Tanda-tanda yang diberikan Allah untuk memperkuat para rasulnya dan sebagai pertolongan atas mereka menunjukkan dengan pasti akan keberadaan Allah.

Pada pembuktian tentang adanya Allah ada beberapa argumen filsafat yang dapat kita gunakan dalam mengantarkan akal kita sampai pada esensi Tuhan tersebut walaupun dalam hal filsafat

tidak akan ditemukan argumen yang tuntas. Argumen pendekatan

dalam pemahaman tuhan itu adalah argumen antologi, kosmologi dan teologi. Pada argumen antologi disebutkan oleh Anselmus kemudian disederhanakan oleh Descartes, yaitu:

  1. Mempunyai ide tentang Tuhan (Tuhan itu ada).
  2. Tuhan itu adalah suatu zat yang tidak menggambarkan zat lain yang lebih besar daripada-Nya (Tuhan itu Maha Besar).
  3. Suatu zat yang ada dan mempunyai wujud tersendiri, tidak hanya alam pikiran manusia adalah lebih besar dari zat yang ada dalam pikiran manusia (Tuhan itu berdiri sendiri).
  4. Oleh karena itu Tuhan ada, dengan wujud hakiki yang hanya tersendiri yakni tidak hanya dalam pikiran manusia (Tuhan itu tidak dapat dibayangkan).

Kesimpulan argumennya tidak memuaskan karena tidak ada kesimpulan siapa sebenarnya yang tidak terbatas yang disebutkan dalam teorinya.

Pada argumen cosmologi disebutkan: Dunia merupakan akibat terbatas, yaitu akibat yang tidak menjadi sebab terjadinya sesuatu yang lain. 

Bila dilacak ke atas dimulai dari dunia dengan mengikuti mata rantai-mata rantai sebab akibat maka sampailah pada mata rantai pertama yaitu sebab terbatas artinya sebab yang bukan merupakan akibat. 

Sebab pertama ini/sebab terbatas yang disebut prima causa yaitu Tuhan Yang Esa. Hukum cosmologi ini sering disebut hukum kausalitas yaitu hukum sebab akibat.

Pada argumen ini terdapat kelemahan karena meletakkan sebab pertama yang tidak disebabkan dan dunia sebagai akibat terakhir yang tidak menjadi sebab akibatnya, hal ini mengingkari asas kausal itu sendiri, kemudian argumen ini hanya sampai pada causa prima saja tidak sampai pada Tuhan Yang Maha Esa atau Allah Subhanahu wa ta'ala. 

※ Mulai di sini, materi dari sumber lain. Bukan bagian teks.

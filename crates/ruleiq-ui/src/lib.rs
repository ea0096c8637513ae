//! ruleIQ UI Components
//!
//! This crate provides the Dioxus building blocks shared by the ruleIQ
//! desktop shell:
//!
//! - [`tokens`]: the color token table, checked at compile time
//! - [`nav`]: navigation destinations, active-route matching and the
//!   slide-out panel model
//! - [`components`]: the `MobileNav` panel and its buttons
//!
//! ## Color Semantics
//!
//! - **Navy (#1e3a5f)**: brand, headings, primary actions
//! - **Teal (#14b8a6)**: accents, active navigation, links
//! - **Neutral grays**: surfaces, borders, body text

pub mod components;
pub mod nav;
pub mod tokens;

pub use components::*;
pub use nav::{
    active_destination, is_active, nav_items, Destination, NavIcon, NavItem, PanelEffect,
    PanelEvent, PanelView, DESTINATIONS,
};
pub use tokens::{TokenError, TokenNode, TOKENS};
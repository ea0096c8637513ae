//! Color Tokens
//!
//! The single source of truth for every color used by the ruleIQ styling
//! layer. Tokens are available two ways:
//!
//! - statically, as constants (`tokens::brand::PRIMARY`)
//! - dynamically, by dotted path (`tokens::lookup("brand.primary")`)
//!
//! The tree shape is `namespace -> shade/role -> "#rrggbb"`. Every terminal
//! value is verified to be a 6-digit hex color at compile time.

use serde::ser::{Serialize, SerializeMap, Serializer};
use thiserror::Error;

// ============================================================================
// Static Constants
// ============================================================================

/// Palette scales, lightest (`50`) to darkest (`900`).
pub mod palette {
    /// Navy: brand, headings, primary actions
    pub mod primary {
        pub const SHADE_50: &str = "#eef3f9";
        pub const SHADE_100: &str = "#d5e1ef";
        pub const SHADE_200: &str = "#aec4df";
        pub const SHADE_300: &str = "#7f9fc9";
        pub const SHADE_400: &str = "#5079ae";
        pub const SHADE_500: &str = "#2f5a8f";
        pub const SHADE_600: &str = "#244a78";
        pub const SHADE_700: &str = "#1e3a5f";
        pub const SHADE_800: &str = "#172c48";
        pub const SHADE_900: &str = "#0f1d31";
    }

    /// Teal: accents, active navigation, links
    pub mod accent {
        pub const SHADE_50: &str = "#f0fdfa";
        pub const SHADE_100: &str = "#ccfbf1";
        pub const SHADE_200: &str = "#99f6e4";
        pub const SHADE_300: &str = "#5eead4";
        pub const SHADE_400: &str = "#2dd4bf";
        pub const SHADE_500: &str = "#14b8a6";
        pub const SHADE_600: &str = "#0d9488";
        pub const SHADE_700: &str = "#0f766e";
        pub const SHADE_800: &str = "#115e59";
        pub const SHADE_900: &str = "#134e4a";
    }

    /// Slate grays: surfaces, borders, body text
    pub mod neutral {
        pub const SHADE_50: &str = "#f8fafc";
        pub const SHADE_100: &str = "#f1f5f9";
        pub const SHADE_200: &str = "#e2e8f0";
        pub const SHADE_300: &str = "#cbd5e1";
        pub const SHADE_400: &str = "#94a3b8";
        pub const SHADE_500: &str = "#64748b";
        pub const SHADE_600: &str = "#475569";
        pub const SHADE_700: &str = "#334155";
        pub const SHADE_800: &str = "#1e293b";
        pub const SHADE_900: &str = "#0f172a";
    }
}

/// Semantic states (status badges, alerts, validation).
pub mod semantic {
    pub const SUCCESS: &str = "#16a34a";
    pub const WARNING: &str = "#d97706";
    pub const ERROR: &str = "#dc2626";
    pub const INFO: &str = "#2563eb";
}

/// Surfaces and their borders.
pub mod surface {
    use super::palette::neutral;

    pub const BASE: &str = "#ffffff";
    pub const RAISED: &str = neutral::SHADE_50;
    pub const SUNKEN: &str = neutral::SHADE_100;
    pub const BORDER: &str = neutral::SHADE_200;
    /// Backdrop behind overlays; opacity is applied by the stylesheet.
    pub const OVERLAY: &str = neutral::SHADE_900;
}

/// Text roles.
pub mod text {
    use super::palette::{accent, neutral};

    pub const PRIMARY: &str = neutral::SHADE_900;
    pub const SECONDARY: &str = neutral::SHADE_600;
    pub const MUTED: &str = neutral::SHADE_400;
    pub const INVERSE: &str = "#ffffff";
    pub const LINK: &str = accent::SHADE_600;
}

/// Brand shortcuts into the palette.
pub mod brand {
    use super::palette::{accent, primary};

    pub const PRIMARY: &str = primary::SHADE_700;
    pub const SECONDARY: &str = accent::SHADE_500;
    pub const ACCENT: &str = accent::SHADE_600;
    pub const DARK: &str = primary::SHADE_900;
    pub const LIGHT: &str = primary::SHADE_50;
}

// ============================================================================
// Token Tree
// ============================================================================

/// A node in the token tree: either a terminal color or a named group.
#[derive(Clone, Copy, PartialEq, Eq, Debug)]
pub enum TokenNode {
    /// Terminal `#rrggbb` value
    Color(&'static str),
    /// Ordered `(key, child)` entries
    Group(&'static [(&'static str, TokenNode)]),
}

macro_rules! group {
    ($($key:literal => $value:expr),* $(,)?) => {
        TokenNode::Group(&[$(($key, $value)),*])
    };
}

macro_rules! scale {
    ($($shades:ident)::+) => {
        group! {
            "50" => TokenNode::Color($($shades)::+::SHADE_50),
            "100" => TokenNode::Color($($shades)::+::SHADE_100),
            "200" => TokenNode::Color($($shades)::+::SHADE_200),
            "300" => TokenNode::Color($($shades)::+::SHADE_300),
            "400" => TokenNode::Color($($shades)::+::SHADE_400),
            "500" => TokenNode::Color($($shades)::+::SHADE_500),
            "600" => TokenNode::Color($($shades)::+::SHADE_600),
            "700" => TokenNode::Color($($shades)::+::SHADE_700),
            "800" => TokenNode::Color($($shades)::+::SHADE_800),
            "900" => TokenNode::Color($($shades)::+::SHADE_900),
        }
    };
}

/// The complete token tree, keyed by namespace.
pub const TOKENS: TokenNode = group! {
    "primary" => scale!(palette::primary),
    "accent" => scale!(palette::accent),
    "neutral" => scale!(palette::neutral),
    "semantic" => group! {
        "success" => TokenNode::Color(semantic::SUCCESS),
        "warning" => TokenNode::Color(semantic::WARNING),
        "error" => TokenNode::Color(semantic::ERROR),
        "info" => TokenNode::Color(semantic::INFO),
    },
    "surface" => group! {
        "base" => TokenNode::Color(surface::BASE),
        "raised" => TokenNode::Color(surface::RAISED),
        "sunken" => TokenNode::Color(surface::SUNKEN),
        "border" => TokenNode::Color(surface::BORDER),
        "overlay" => TokenNode::Color(surface::OVERLAY),
    },
    "text" => group! {
        "primary" => TokenNode::Color(text::PRIMARY),
        "secondary" => TokenNode::Color(text::SECONDARY),
        "muted" => TokenNode::Color(text::MUTED),
        "inverse" => TokenNode::Color(text::INVERSE),
        "link" => TokenNode::Color(text::LINK),
    },
    "brand" => group! {
        "primary" => TokenNode::Color(brand::PRIMARY),
        "secondary" => TokenNode::Color(brand::SECONDARY),
        "accent" => TokenNode::Color(brand::ACCENT),
        "dark" => TokenNode::Color(brand::DARK),
        "light" => TokenNode::Color(brand::LIGHT),
    },
};

const _: () = assert!(
    node_is_valid(&TOKENS),
    "every color token must be a #rrggbb hex string"
);

static TOKEN_TREE: TokenNode = TOKENS;

/// Returns true for `#` followed by exactly six hex digits.
pub const fn is_hex_color(value: &str) -> bool {
    let bytes = value.as_bytes();
    if bytes.len() != 7 || bytes[0] != b'#' {
        return false;
    }
    let mut i = 1;
    while i < bytes.len() {
        if !bytes[i].is_ascii_hexdigit() {
            return false;
        }
        i += 1;
    }
    true
}

const fn node_is_valid(node: &TokenNode) -> bool {
    match node {
        TokenNode::Color(value) => is_hex_color(value),
        TokenNode::Group(entries) => {
            let mut i = 0;
            while i < entries.len() {
                if !node_is_valid(&entries[i].1) {
                    return false;
                }
                i += 1;
            }
            true
        }
    }
}

impl TokenNode {
    /// Child node under `key`, if this is a group containing it.
    pub fn get(&self, key: &str) -> Option<&'static TokenNode> {
        match *self {
            TokenNode::Color(_) => None,
            TokenNode::Group(entries) => entries
                .iter()
                .find(|(name, _)| *name == key)
                .map(|(_, node)| node),
        }
    }

    /// Terminal value, if this is a color.
    pub fn as_color(&self) -> Option<&'static str> {
        match *self {
            TokenNode::Color(value) => Some(value),
            TokenNode::Group(_) => None,
        }
    }

    /// Flatten to `(dotted path, value)` pairs in declaration order.
    pub fn iter_colors(&self) -> Vec<(String, &'static str)> {
        let mut out = Vec::new();
        collect_colors(*self, String::new(), &mut out);
        out
    }
}

fn collect_colors(node: TokenNode, prefix: String, out: &mut Vec<(String, &'static str)>) {
    match node {
        TokenNode::Color(value) => out.push((prefix, value)),
        TokenNode::Group(entries) => {
            for (key, child) in entries {
                let path = if prefix.is_empty() {
                    (*key).to_string()
                } else {
                    format!("{}.{}", prefix, key)
                };
                collect_colors(*child, path, out);
            }
        }
    }
}

impl Serialize for TokenNode {
    fn serialize<S: Serializer>(&self, serializer: S) -> Result<S::Ok, S::Error> {
        match self {
            TokenNode::Color(value) => serializer.serialize_str(value),
            TokenNode::Group(entries) => {
                let mut map = serializer.serialize_map(Some(entries.len()))?;
                for (key, child) in entries.iter() {
                    map.serialize_entry(key, child)?;
                }
                map.end()
            }
        }
    }
}

// ============================================================================
// Keyed Access
// ============================================================================

/// Errors from keyed token access
#[derive(Error, Debug, Clone, PartialEq, Eq)]
pub enum TokenError {
    /// The empty string names no token
    #[error("Empty token path")]
    EmptyPath,

    /// A path segment does not exist in its group
    #[error("Unknown color token: {path}")]
    UnknownKey { path: String },

    /// The path stops at a group (e.g. `brand` instead of `brand.primary`)
    #[error("Token path names a group, not a color: {path}")]
    NotAColor { path: String },

    /// The path continues below a terminal color
    #[error("Token path continues past a color: {path}")]
    NotAGroup { path: String },
}

/// Resolve a dotted path such as `text.secondary` or `primary.500`.
pub fn resolve(path: &str) -> Result<&'static str, TokenError> {
    if path.is_empty() {
        return Err(TokenError::EmptyPath);
    }

    let mut node: &'static TokenNode = &TOKEN_TREE;
    for key in path.split('.') {
        if node.as_color().is_some() {
            return Err(TokenError::NotAGroup {
                path: path.to_string(),
            });
        }
        node = node.get(key).ok_or_else(|| TokenError::UnknownKey {
            path: path.to_string(),
        })?;
    }

    node.as_color().ok_or_else(|| TokenError::NotAColor {
        path: path.to_string(),
    })
}

/// Like [`resolve`], discarding the reason for a miss.
pub fn lookup(path: &str) -> Option<&'static str> {
    resolve(path).ok()
}

/// Render every token as a CSS custom property on `:root`.
///
/// `brand.primary` becomes `--brand-primary`.
pub fn css_custom_properties() -> String {
    let mut css = String::from(":root {\n");
    for (path, value) in TOKEN_TREE.iter_colors() {
        css.push_str(&format!("  --{}: {};\n", path.replace('.', "-"), value));
    }
    css.push_str("}\n");
    css
}

/// Export the token tree as pretty-printed JSON.
pub fn to_json_pretty() -> Result<String, serde_json::Error> {
    serde_json::to_string_pretty(&TOKEN_TREE)
}

#[cfg(test)]
mod tests {
    use super::*;
    use std::collections::HashSet;

    #[test]
    fn brand_shortcuts_resolve() {
        assert_eq!(lookup("brand.primary"), Some(brand::PRIMARY));
        assert_eq!(lookup("brand.primary"), Some("#1e3a5f"));
        assert_eq!(lookup("text.secondary"), Some(text::SECONDARY));
        assert_eq!(lookup("primary.500"), Some(palette::primary::SHADE_500));
    }

    #[test]
    fn top_level_namespaces() {
        let TokenNode::Group(entries) = TOKENS else {
            panic!("root must be a group");
        };
        let names: Vec<&str> = entries.iter().map(|(k, _)| *k).collect();
        assert_eq!(
            names,
            vec!["primary", "accent", "neutral", "semantic", "surface", "text", "brand"]
        );
    }

    #[test]
    fn every_terminal_is_hex() {
        for (path, value) in TOKENS.iter_colors() {
            assert!(is_hex_color(value), "{} = {}", path, value);
        }
    }

    #[test]
    fn paths_are_unique() {
        let colors = TOKENS.iter_colors();
        let unique: HashSet<_> = colors.iter().map(|(p, _)| p.as_str()).collect();
        assert_eq!(unique.len(), colors.len());
        // 3 scales of 10 + 4 semantic + 5 surface + 5 text + 5 brand
        assert_eq!(colors.len(), 49);
    }

    #[test]
    fn hex_validation() {
        assert!(is_hex_color("#0a0B0c"));
        assert!(!is_hex_color("0a0b0c"));
        assert!(!is_hex_color("#0a0b0"));
        assert!(!is_hex_color("#0a0b0c0"));
        assert!(!is_hex_color("#0g0b0c"));
        assert!(!is_hex_color(""));
    }

    #[test]
    fn resolve_errors() {
        assert_eq!(resolve(""), Err(TokenError::EmptyPath));
        assert_eq!(
            resolve("brand"),
            Err(TokenError::NotAColor { path: "brand".into() })
        );
        assert_eq!(
            resolve("brand.primary.dark"),
            Err(TokenError::NotAGroup { path: "brand.primary.dark".into() })
        );
        assert_eq!(
            resolve("brand.tertiary"),
            Err(TokenError::UnknownKey { path: "brand.tertiary".into() })
        );
        assert_eq!(
            resolve("chrome.primary"),
            Err(TokenError::UnknownKey { path: "chrome.primary".into() })
        );
        assert_eq!(lookup("brand."), None);
    }

    #[test]
    fn css_properties_use_dashed_names() {
        let css = css_custom_properties();
        assert!(css.starts_with(":root {\n"));
        assert!(css.contains("  --brand-primary: #1e3a5f;\n"));
        assert!(css.contains("  --accent-500: #14b8a6;\n"));
        assert!(css.trim_end().ends_with('}'));
    }

    #[test]
    fn json_export_is_nested() {
        let json = to_json_pretty().unwrap();
        let value: serde_json::Value = serde_json::from_str(&json).unwrap();
        assert_eq!(value["brand"]["primary"], "#1e3a5f");
        assert_eq!(value["neutral"]["900"], "#0f172a");
        assert!(value["semantic"].is_object());
    }
}
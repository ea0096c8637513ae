//! Navigation chrome components
//!
//! The slide-out mobile panel and the small controls around it. Styling
//! comes from the host stylesheet, which reads the color tokens as CSS
//! custom properties.

mod brand;
mod button;
mod mobile_nav;

pub use brand::*;
pub use button::*;
pub use mobile_nav::*;
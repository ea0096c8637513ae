//! Page components for ruleIQ.

mod assessments;
mod dashboard;
mod evidence;
mod not_found;
mod policies;
mod reports;

pub use assessments::{AssessmentDetail, Assessments};
pub use dashboard::Dashboard;
pub use evidence::{Evidence, EvidenceDetail};
pub use not_found::NotFound;
pub use policies::Policies;
pub use reports::Reports;
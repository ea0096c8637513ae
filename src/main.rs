#![allow(non_snake_case)]

mod app;
mod components;
mod config;
pub mod context;
mod pages;
mod theme;

use std::sync::OnceLock;

use anyhow::Result;
use clap::Parser;
use dioxus::desktop::{Config, WindowBuilder};

use crate::config::{AppConfig, Args, ConfigError};

/// Global configuration, set from command line
static APP_CONFIG: OnceLock<AppConfig> = OnceLock::new();

/// Get the application configuration (set from command line or default)
pub fn get_app_config() -> AppConfig {
    APP_CONFIG.get().cloned().unwrap_or_default()
}

fn setup_logging(verbosity: u8) {
    let filter = match verbosity {
        0 => "info",
        1 => "debug",
        _ => "trace",
    };

    // stderr keeps stdout clean for --export-tokens
    tracing_subscriber::fmt()
        .with_writer(std::io::stderr)
        .with_env_filter(
            tracing_subscriber::EnvFilter::try_from_default_env()
                .unwrap_or_else(|_| tracing_subscriber::EnvFilter::new(filter)),
        )
        .init();
}

fn main() -> Result<()> {
    let args = Args::parse();
    setup_logging(args.verbose);

    if args.export_tokens {
        let json = ruleiq_ui::tokens::to_json_pretty().map_err(ConfigError::from)?;
        println!("{}", json);
        return Ok(());
    }

    let config = AppConfig::from_args(&args)?;
    let _ = APP_CONFIG.set(config.clone());

    tracing::info!(
        environment = %config.environment,
        width = config.window.width,
        height = config.window.height,
        "Starting {}",
        config.app_name
    );

    let desktop = Config::new().with_window(
        WindowBuilder::new()
            .with_title(&config.window.title)
            .with_inner_size(dioxus::desktop::LogicalSize::new(
                config.window.width,
                config.window.height,
            ))
            .with_resizable(true),
    );

    dioxus::LaunchBuilder::desktop()
        .with_cfg(desktop)
        .launch(app::App);

    Ok(())
}
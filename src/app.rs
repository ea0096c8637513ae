use dioxus::prelude::*;
use ruleiq_ui::tokens;

use crate::components::Shell;
use crate::context::get_app_config;
use crate::pages::{
    AssessmentDetail, Assessments, Dashboard, Evidence, EvidenceDetail, NotFound, Policies,
    Reports,
};
use crate::theme::GLOBAL_STYLES;

/// Application routes.
///
/// Every page renders inside the `Shell` layout, which carries the top bar
/// and the mobile navigation panel.
///
/// - `/` - Compliance dashboard
/// - `/assessments`, `/assessments/:id` - Assessments and a single assessment
/// - `/evidence`, `/evidence/:id` - Evidence library and a single item
/// - `/policies` - Generated policies
/// - `/reports` - Compliance reports
#[derive(Clone, Debug, PartialEq, Routable)]
#[rustfmt::skip]
pub enum Route {
    #[layout(Shell)]
        #[route("/")]
        Dashboard {},
        #[route("/assessments")]
        Assessments {},
        #[route("/assessments/:id")]
        AssessmentDetail { id: String },
        #[route("/evidence")]
        Evidence {},
        #[route("/evidence/:id")]
        EvidenceDetail { id: String },
        #[route("/policies")]
        Policies {},
        #[route("/reports")]
        Reports {},
        #[route("/:..segments")]
        NotFound { segments: Vec<String> },
}

/// Root application component.
///
/// Provides token variables, global styles, configuration context and routing.
#[component]
pub fn App() -> Element {
    use_context_provider(get_app_config);
    let token_css = use_hook(tokens::css_custom_properties);

    rsx! {
        style { {token_css} }
        style { {GLOBAL_STYLES} }
        Router::<Route> {}
    }
}

#[cfg(test)]
mod tests {
    use super::*;
    use ruleiq_ui::DESTINATIONS;

    #[test]
    fn every_destination_parses_to_its_route() {
        let expected = [
            Route::Dashboard {},
            Route::Assessments {},
            Route::Evidence {},
            Route::Policies {},
            Route::Reports {},
        ];
        for (destination, route) in DESTINATIONS.iter().zip(expected) {
            assert_eq!(destination.href.parse::<Route>().ok(), Some(route));
        }
    }

    #[test]
    fn detail_routes_render_nested_paths() {
        let route = Route::EvidenceDetail { id: "123".to_string() };
        assert_eq!(route.to_string(), "/evidence/123");
        assert_eq!(
            ruleiq_ui::active_destination(Some(route.to_string().as_str())).map(|d| d.title),
            Some("Evidence")
        );
    }

    #[test]
    fn unknown_paths_fall_through_to_not_found() {
        let route = "/settings/billing"
            .parse::<Route>()
            .ok()
            .expect("catch-all route matches");
        assert!(matches!(route, Route::NotFound { .. }));
        assert_eq!(ruleiq_ui::active_destination(Some(route.to_string().as_str())), None);
    }
}
//! Styling for the ruleIQ shell.

mod styles;

pub use styles::GLOBAL_STYLES;

#[cfg(test)]
mod tests {
    use super::*;
    use ruleiq_ui::tokens::css_custom_properties;

    /// Every `var(--name)` in the stylesheet is defined by the tokens or the stylesheet itself
    #[test]
    fn stylesheet_variables_are_defined() {
        let tokens = css_custom_properties();
        let mut rest = GLOBAL_STYLES;
        while let Some(start) = rest.find("var(--") {
            let after = &rest[start + 4..];
            let end = after.find(')').expect("unterminated var()");
            let name = &after[..end];
            let definition = format!("{}:", name);
            assert!(
                tokens.contains(&definition) || GLOBAL_STYLES.contains(&definition),
                "undefined custom property {}",
                name
            );
            rest = &after[end..];
        }
    }
}
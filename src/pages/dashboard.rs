//! Dashboard - compliance overview and entry points into each section.

use dioxus::prelude::*;
use ruleiq_ui::DESTINATIONS;

use crate::app::Route;
use crate::components::PageHeader;

#[component]
pub fn Dashboard() -> Element {
    let navigator = use_navigator();
    // Every section except the dashboard itself
    let sections = DESTINATIONS.iter().skip(1);

    rsx! {
        PageHeader {
            title: "Dashboard".to_string(),
            summary: "Your compliance posture at a glance.".to_string(),
        }

        section { class: "section-grid",
            for destination in sections {
                a {
                    key: "{destination.href}",
                    class: "section-card",
                    href: "{destination.href}",
                    onclick: move |evt: MouseEvent| {
                        evt.prevent_default();
                        if let Ok(route) = destination.href.parse::<Route>() {
                            navigator.push(route);
                        }
                    },
                    span { class: "section-card-icon", {destination.icon.render()} }
                    span { class: "section-card-title", "{destination.title}" }
                }
            }
        }
    }
}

Namun demikian, teori ini cukup dapat mendekatkan pada pembuktian adanya Tuhan Yang Maha Esa.

Pada argumen Teologi disebutkan: teori ini memberikan argumen yang dimulai dari alam ini. Alam semesta ini ternyata seragam dan harmonis serta teratur. 

Hukum dan peristiwa tampak direncanakan seperti peristiwa siang dan malam, hidup dan mati, semuanya menunjukkan rencana yang sadar akan dirinya yang berkepandaian yang tak terhingga, memiliki kebijaksanaan sempurna, kekuasaan yang tak terbatas. 

Dalam Islam akan mudah memahaminya bahwa itu semua yaitu perencanaan yang bijaksana itu identik dengan Allah Swt., sebab Allah adalah Rabbul ‘alamin, pencipta, pendidik, perencana seru sekalian alam.

Mengimani Rububiyah Allah

Secara etimologis kata Rabb sebenarnya mempunyai hubungan banyak arti antara lain menumbuhkan, mengembangkan, memberi rezeki, memelihara, mendidik, memperbaiki, menanggung, mengumpulkan, mempersiapkan, memimpin, mengepalai, menyelesaikan suatu perkara dan lain-lain (Munawir: 30-34).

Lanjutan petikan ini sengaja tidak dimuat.